They're 80-something, in love, and almost too cute
In a youth-obsessed culture, a movie about old people in love should be a welcome kick in the pants - a reminder that hormones don't stop firing until the heart stops beating. Unfortunately, "Elsa & Fred," a 2005 Spanish-Argentine coproduction just now appearing in US theaters, toddles along with mild, happy inconsequence. If ever a movie needed Dentu-Grip, this one does.
The actors can't be faulted; if nothing else, they've been around long enough to earn our respect. Manuel Alexandre, 88 when "Elsa & Fred" was made, has been acting in movies since 1947, and he brings the elegant weight of 174 film credits to the role of Alfredo, a gravely composed recent widower. Moved into a new apartment in Madrid at the film's start, he's bowled over by his neighbor Elsa, played by the 83-year-old China Zorrilla as a hotcha force of nature.
Elsa, an emigrant from Argentina, would give Ruth Gordon's Maude a run for her money. She lies for the fun of it, drives like a maniac, and keeps her businessman son (Roberto Carnaghi) in a constant state of anxiety. Setting her cap for Alfredo at first sight, she upends the old man's life until he can't imagine what he did without her.
Zorrilla is good impudent fun - contemplating fresh mischief, she shakes her wattles with glee - but the direction by Marcos Carnevale (who co-wrote the script) nudges the performance into cuteness while dragging out the film's pace. The dialogue runs along dreadfully obvious lines: Elsa actually says to Alfredo at one point, "You're not afraid of dying - you're afraid of living!" In case you didn't get it, Alfredo repeats the sentiment to his shrewish daughter (Blanca Portillo) a few scenes later.

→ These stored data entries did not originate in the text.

//! Built-in operations ("intrinsics"), invoked only through a `Call` whose
//! callee is a literal `Intrinsic` node — never resolved as a variable.
//!
//! `.call/cc` is dispatched directly by the evaluator (see
//! [`crate::evaluator::State`]) since it needs to manipulate the raw
//! evaluation stack; every other intrinsic is a pure function of its
//! already-evaluated argument values, routed through [`dispatch`].

pub mod host;

use crate::diagnostics::{Error, Result, SourceLocation};
use crate::evaluator::{OutputPayload, State};
use crate::numeric::Rational;
use crate::value::Value;
use host::HostArg;

/// Dispatches `name` against `args`, gathered left-to-right by the
/// evaluator, at call site `at`.
pub fn dispatch(name: &str, args: &[Value], at: SourceLocation, state: &mut State) -> Result<Value> {
    match name {
        ".+" => arith(args, at, Rational::add),
        ".-" => arith(args, at, Rational::sub),
        ".*" => arith(args, at, Rational::mul),
        "./" => {
            let (a, b) = two_numbers(args, at, name)?;
            Ok(Value::number(a.div(b, at)?))
        }
        ".%" => {
            let (a, b) = two_numbers(args, at, name)?;
            Ok(Value::number(a.modulo(b, at)?))
        }
        ".floor" => Ok(Value::number(one_number(args, at, name)?.floor())),
        ".ceil" => Ok(Value::number(one_number(args, at, name)?.ceil())),

        ".<" => compare(args, at, name, Rational::lt),
        ".<=" => compare(args, at, name, Rational::le),
        ".>" => compare(args, at, name, Rational::gt),
        ".>=" => compare(args, at, name, Rational::ge),
        ".==" => compare(args, at, name, Rational::num_eq),
        ".!=" => compare(args, at, name, Rational::num_ne),

        ".and" => {
            let (a, b) = two_numbers(args, at, name)?;
            Ok(Value::boolean(a.is_truthy() && b.is_truthy()))
        }
        ".or" => {
            let (a, b) = two_numbers(args, at, name)?;
            Ok(Value::boolean(a.is_truthy() || b.is_truthy()))
        }
        ".not" => Ok(Value::boolean(!one_number(args, at, name)?.is_truthy())),

        ".slen" | ".strlen" => {
            let s = one_string(args, at, name)?;
            Ok(Value::number(Rational::from_integer(s.chars().count() as i64)))
        }
        ".ssub" | ".strcut" => string_cut(args, at, name),
        ".s+" | ".str+" => {
            let (a, b) = two_strings(args, at, name)?;
            Ok(Value::string(format!("{a}{b}")))
        }
        ".s<" => string_compare(args, at, name, |a, b| a < b),
        ".s<=" => string_compare(args, at, name, |a, b| a <= b),
        ".s>" => string_compare(args, at, name, |a, b| a > b),
        ".s>=" => string_compare(args, at, name, |a, b| a >= b),
        ".s==" => string_compare(args, at, name, |a, b| a == b),
        ".s!=" => string_compare(args, at, name, |a, b| a != b),
        ".s->n" | ".strnum" => string_to_number(args, at, name),
        ".squote" | ".strquote" => {
            let s = one_string(args, at, name)?;
            Ok(Value::string(quote(s)))
        }

        ".v?" | ".void?" => Ok(Value::boolean(one_arg(args, at, name)?.is_void())),
        ".n?" | ".num?" => Ok(Value::boolean(one_arg(args, at, name)?.is_number())),
        ".s?" | ".str?" => Ok(Value::boolean(one_arg(args, at, name)?.is_string())),
        ".c?" | ".clo?" => Ok(Value::boolean(one_arg(args, at, name)?.is_closure())),
        ".cont?" => Ok(Value::boolean(one_arg(args, at, name)?.is_continuation())),

        ".getline" => getline(),
        ".put" => put(args),
        ".send" => send(args, at, name, state),

        ".eval" => eval_intrinsic(args, at, name, state),
        ".exit" => std::process::exit(0),
        ".void" => {
            expect_arity(args, 0, at, name)?;
            Ok(Value::void())
        }
        ".reg" => reg(args, at, name, state),
        ".py" => py(args, at, name, state),

        other => Err(Error::type_error(at, format!("unknown intrinsic {other}"))),
    }
}

fn expect_arity(args: &[Value], n: usize, at: SourceLocation, name: &str) -> Result<()> {
    if args.len() != n {
        return Err(Error::arity(
            at,
            format!("{name} expects {n} argument(s), got {}", args.len()),
        ));
    }
    Ok(())
}

fn one_arg<'a>(args: &'a [Value], at: SourceLocation, name: &str) -> Result<&'a Value> {
    expect_arity(args, 1, at, name)?;
    Ok(&args[0])
}

fn one_number(args: &[Value], at: SourceLocation, name: &str) -> Result<Rational> {
    expect_arity(args, 1, at, name)?;
    args[0].as_number(at)
}

fn two_numbers(args: &[Value], at: SourceLocation, name: &str) -> Result<(Rational, Rational)> {
    expect_arity(args, 2, at, name)?;
    Ok((args[0].as_number(at)?, args[1].as_number(at)?))
}

fn one_string<'a>(args: &'a [Value], at: SourceLocation, name: &str) -> Result<&'a str> {
    expect_arity(args, 1, at, name)?;
    args[0].as_string(at)
}

fn two_strings<'a>(args: &'a [Value], at: SourceLocation, name: &str) -> Result<(&'a str, &'a str)> {
    expect_arity(args, 2, at, name)?;
    Ok((args[0].as_string(at)?, args[1].as_string(at)?))
}

fn arith(args: &[Value], at: SourceLocation, op: fn(Rational, Rational) -> Rational) -> Result<Value> {
    let (a, b) = two_numbers(args, at, "arithmetic intrinsic")?;
    Ok(Value::number(op(a, b)))
}

fn compare(
    args: &[Value],
    at: SourceLocation,
    name: &str,
    op: fn(Rational, Rational) -> bool,
) -> Result<Value> {
    let (a, b) = two_numbers(args, at, name)?;
    Ok(Value::boolean(op(a, b)))
}

fn string_compare(
    args: &[Value],
    at: SourceLocation,
    name: &str,
    op: fn(&str, &str) -> bool,
) -> Result<Value> {
    let (a, b) = two_strings(args, at, name)?;
    Ok(Value::boolean(op(a, b)))
}

fn string_cut(args: &[Value], at: SourceLocation, name: &str) -> Result<Value> {
    expect_arity(args, 3, at, name)?;
    let s = args[0].as_string(at)?;
    let start = args[1].as_number(at)?;
    let end = args[2].as_number(at)?;
    if !start.is_integer() || !end.is_integer() {
        return Err(Error::domain(at, format!("{name} requires integer bounds")));
    }
    let chars: Vec<char> = s.chars().collect();
    let len = chars.len() as i64;
    let (lo, hi) = (start.to_i64(), end.to_i64());
    if lo < 0 || hi > len || lo > hi {
        return Err(Error::domain(
            at,
            format!("{name} bounds [{lo}, {hi}) out of range for a string of length {len}"),
        ));
    }
    let cut: String = chars[lo as usize..hi as usize].iter().collect();
    Ok(Value::string(cut))
}

fn string_to_number(args: &[Value], at: SourceLocation, name: &str) -> Result<Value> {
    let s = one_string(args, at, name)?;
    parse_number_literal(s)
        .map(Value::number)
        .ok_or_else(|| Error::domain(at, format!("{s:?} is not a valid number literal")))
}

/// Parses the exact number-literal grammar from the language contract:
/// optional sign, then `0` or a non-zero-led digit run, optionally
/// followed by `/` and a positive denominator or `.` and a decimal tail.
fn parse_number_literal(s: &str) -> Option<Rational> {
    let s = s.trim();
    let (sign, rest) = match s.strip_prefix('-') {
        Some(rest) => (-1i64, rest),
        None => (1i64, s.strip_prefix('+').unwrap_or(s)),
    };
    if let Some((int_part, denom_part)) = rest.split_once('/') {
        let n: i64 = int_part.parse().ok()?;
        let d: i64 = denom_part.parse().ok()?;
        if d <= 0 || (int_part != "0" && int_part.starts_with('0')) {
            return None;
        }
        return Some(Rational::new(sign * n, d));
    }
    if let Some((int_part, frac_part)) = rest.split_once('.') {
        if int_part.is_empty() || frac_part.is_empty() || !frac_part.chars().all(|c| c.is_ascii_digit()) {
            return None;
        }
        let n: i64 = int_part.parse().ok()?;
        let scale = 10i64.checked_pow(frac_part.len() as u32)?;
        let frac: i64 = frac_part.parse().ok()?;
        return Some(Rational::new(sign * (n * scale + frac), scale));
    }
    if rest.is_empty() || (rest != "0" && rest.starts_with('0')) || !rest.chars().all(|c| c.is_ascii_digit()) {
        return None;
    }
    let n: i64 = rest.parse().ok()?;
    Some(Rational::new(sign * n, 1))
}

fn quote(s: &str) -> String {
    let mut out = String::with_capacity(s.len() + 2);
    out.push('"');
    for c in s.chars() {
        match c {
            '\\' => out.push_str("\\\\"),
            '"' => out.push_str("\\\""),
            '\t' => out.push_str("\\t"),
            '\n' => out.push_str("\\n"),
            other => out.push(other),
        }
    }
    out.push('"');
    out
}

fn getline() -> Result<Value> {
    let mut line = String::new();
    use std::io::BufRead;
    let bytes_read = std::io::stdin().lock().read_line(&mut line).unwrap_or(0);
    if bytes_read == 0 {
        return Ok(Value::void());
    }
    if line.ends_with('\n') {
        line.pop();
        if line.ends_with('\r') {
            line.pop();
        }
    }
    Ok(Value::string(line))
}

fn put(args: &[Value]) -> Result<Value> {
    use std::io::Write;
    let mut stdout = std::io::stdout();
    for value in args {
        let _ = write!(stdout, "{value}");
    }
    let _ = stdout.flush();
    Ok(Value::void())
}

fn send(args: &[Value], at: SourceLocation, name: &str, state: &mut State) -> Result<Value> {
    expect_arity(args, 2, at, name)?;
    let channel = args[0].as_number(at)?;
    let payload = match args[1].kind() {
        crate::value::ValueKind::Number(n) => OutputPayload::Number(*n),
        crate::value::ValueKind::String(s) => OutputPayload::String(s.clone()),
        _ => {
            return Err(Error::type_error(
                at,
                format!("{name}'s payload must be a Number or String, found {}", args[1].type_name()),
            ))
        }
    };
    state.output_buffer.push((channel, payload));
    Ok(Value::void())
}

fn eval_intrinsic(args: &[Value], at: SourceLocation, name: &str, state: &State) -> Result<Value> {
    let source = one_string(args, at, name)?;
    crate::runtime::eval_fresh(source, state.config)
}

fn reg(args: &[Value], at: SourceLocation, name: &str, state: &mut State) -> Result<Value> {
    expect_arity(args, 2, at, name)?;
    let binding_name = args[0].as_string(at)?.to_string();
    let closure = args[1].as_closure(at)?.clone();
    let value = Value::closure(crate::value::ClosureData::new(
        closure.env.borrow().clone(),
        closure.fun.clone(),
        closure.defined_at,
    ));
    let loc = state.store.put(value);
    let global_env = state.stack[0].env.clone();
    crate::environment::push(&global_env, binding_name, loc);
    Ok(Value::void())
}

fn py(args: &[Value], at: SourceLocation, name: &str, state: &State) -> Result<Value> {
    if args.is_empty() {
        return Err(Error::arity(at, format!("{name} expects a function name argument")));
    }
    let fname = args[0].as_string(at)?;
    let mut host_args = Vec::with_capacity(args.len() - 1);
    for arg in &args[1..] {
        host_args.push(match arg.kind() {
            crate::value::ValueKind::Number(n) => HostArg::Number(*n),
            crate::value::ValueKind::String(s) => HostArg::String(s.clone()),
            _ => {
                return Err(Error::type_error(
                    at,
                    format!("{name} arguments must be Number or String, found {}", arg.type_name()),
                ))
            }
        });
    }
    match state.host.call(fname, &host_args, at)? {
        HostArg::Number(n) => Ok(Value::number(n)),
        HostArg::String(s) => Ok(Value::string(s)),
    }
}

#[cfg(test)]
mod tests {
    use super::*;

    #[test]
    fn parses_integers_fractions_and_decimals() {
        assert_eq!(parse_number_literal("42"), Some(Rational::from_integer(42)));
        assert_eq!(parse_number_literal("-7"), Some(Rational::from_integer(-7)));
        assert_eq!(parse_number_literal("1/6"), Some(Rational::new(1, 6)));
        assert_eq!(parse_number_literal("3.5"), Some(Rational::new(7, 2)));
        assert_eq!(parse_number_literal("abc"), None);
        assert_eq!(parse_number_literal("007"), None);
    }

    #[test]
    fn quote_escapes_backslashes_and_quotes() {
        assert_eq!(quote("a\"b\\c"), "\"a\\\"b\\\\c\"");
    }
}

"Elsa & Fred" does graze against an interesting idea: that the vitality of our youths lives on in the prison of aging bodies. Elsa keeps a photo of Anita Ekberg in Fellini's "La Dolce Vita" on her wall, a reminder of her own long-ago blond bodaciousness. When she mentions to her lover that she's never been to Rome's Trevi Fountain (where Ekberg frolicked in "Vita") you know the film will find its way there before long. Eventually it arrives at the appointed spot with maximum sentimentality and movie love.
It's all harmless enough and an audience-pleaser for those who prefer their convictions stroked rather than rattled. There are other movies out there, though, that deal with the subject of twilight romance in much fresher ways: last year's "Away From Her," for instance, or "Wolke 9" ("Cloud 9"), a remarkable German movie about septuagenarian sex that played at this year's Cannes festival. Against the sage advice of Dylan Thomas, "Elsa & Fred" goes far too gentle into that good night.